The San Paolo, where Diego Maradona helped the southerners to their sole league titles in 1987 and 1990, is one of the most emblematic football venues in Italy.
With a total capacity of just over 60,000, it is also the third largest after the San Siro (81,277) in Milan and the Stadio Olimpico (72,698) in Rome.
But the venue, built in 1959 and still owned by the city council, is in dire need of refurbishment.
Club president Aurelio De Laurentiis is backing plans for a new, 20,000-seater stadium to host the Serie A side, who sit third in Serie A nine points behind leaders Juventus.
But De Magistris fully intends to refurbish the existing structure, even if it means necessary repair works are carried out piecemeal fashion and exclusively at the expense of city coffers over a four-year period.

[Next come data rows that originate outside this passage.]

use crate::classify::DataAccessKind;
use crate::parser::Entry;
use chrono::{DateTime, FixedOffset};
use serde::Serialize;

/// The filtered projection of a completed record handed to a renderer.
///
/// Hidden entries and switched-off sections are already removed; entry tags
/// only carry custom tags, system tags are lifted into `system_tags`.
#[derive(Debug, Clone, Serialize)]
pub struct RecordView {
    pub id: String,
    pub method: String,
    pub path: String,
    #[serde(skip_serializing_if = "Option::is_none")]
    pub remote_ip: Option<String>,
    #[serde(skip_serializing_if = "Option::is_none")]
    pub started_at: Option<DateTime<FixedOffset>>,
    #[serde(skip_serializing_if = "Option::is_none")]
    pub controller: Option<String>,
    #[serde(skip_serializing_if = "Option::is_none")]
    pub action: Option<String>,
    #[serde(skip_serializing_if = "Option::is_none")]
    pub format: Option<String>,
    pub status: Option<u16>,
    pub duration_ms: Option<f64>,
    #[serde(skip_serializing_if = "Option::is_none")]
    pub views_ms: Option<f64>,
    #[serde(skip_serializing_if = "Option::is_none")]
    pub db_ms: Option<f64>,
    pub kept: bool,
    #[serde(skip_serializing_if = "Vec::is_empty")]
    pub system_tags: Vec<String>,
    /// Raw parameter payload; parsing happens in the renderer
    #[serde(skip_serializing_if = "Option::is_none")]
    pub raw_params: Option<String>,
    pub rb: Vec<Entry>,
    pub html: Vec<Entry>,
    pub sql: Vec<SqlEntry>,
    pub log: Vec<Entry>,
    pub error: Vec<Entry>,
}

impl RecordView {
    /// `Controller#action` when both halves are known.
    pub fn endpoint(&self) -> Option<String> {
        match (&self.controller, &self.action) {
            (Some(controller), Some(action)) => Some(format!("{controller}#{action}")),
            _ => None,
        }
    }

    /// Number of visible sql entries of each kind, unclassified last.
    pub fn sql_breakdown(&self) -> Vec<(Option<DataAccessKind>, usize)> {
        let order = [
            Some(DataAccessKind::Read),
            Some(DataAccessKind::Create),
            Some(DataAccessKind::Update),
            Some(DataAccessKind::Delete),
            Some(DataAccessKind::Transaction),
            None,
        ];
        order
            .into_iter()
            .map(|kind| (kind, self.sql.iter().filter(|e| e.kind == kind).count()))
            .filter(|(_, count)| *count > 0)
            .collect()
    }
}

/// A sql entry together with its data-access classification.
#[derive(Debug, Clone, PartialEq, Serialize)]
pub struct SqlEntry {
    #[serde(flatten)]
    pub entry: Entry,
    pub kind: Option<DataAccessKind>,
}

Last week, Napoli lost their last 16 first leg 3-1 at the Santiago Bernabeu stadium in Madrid and host the Spanish giants for the return leg on March 7th.
“We won't build a new stadium, but we'll do a great job renovating the existing stadium,” De Magistris added.
“Our next objective is to finish the dressing rooms, the corridors and the media tribune for the Real Madrid game.
“We'll respect that commitment, even without the support of the club.”
Although the majority of stadiums across Europe are owned by clubs, most in Italy belong to the local authorities. In Serie A, only the stadiums used by Juventus, Sassuolo and Udinese are owned by the clubs.
Amid a wave of new stadium developments in the 1990s and 2000s, Italy was largely left behind. The San Paolo, which had an initial capacity of nearly 110,000 when it was built over a 11-year period from 1948-1959, is one example.
De Magistris said the city was committed to completing its full refurbishment, whether De Laurentiis wants to contribute or not.
“The city is committed to sport and, with a great deal of sacrifice, we'll complete this. In other cities, this is usually done by the club,” he said.
After knocking the corridors, media tribune and dressing rooms into shape for the arrival of Zinedine Zidane's 'Galacticos', De Magistris said more work will be carried out.
“In the summer we'll focus on other repairs, the toilets, the seats and a few other things.”
He added: “Between now and 2021, whether the club (Napoli) invests in the stadium or not, we will put aside the necessary funds to completely restructure the stadium.
“A 20,000-seater San Paolo would not be practical. The stadium is for the people, and I'm firmly opposed to those who want to put up economic barriers to stop people from accessing it.”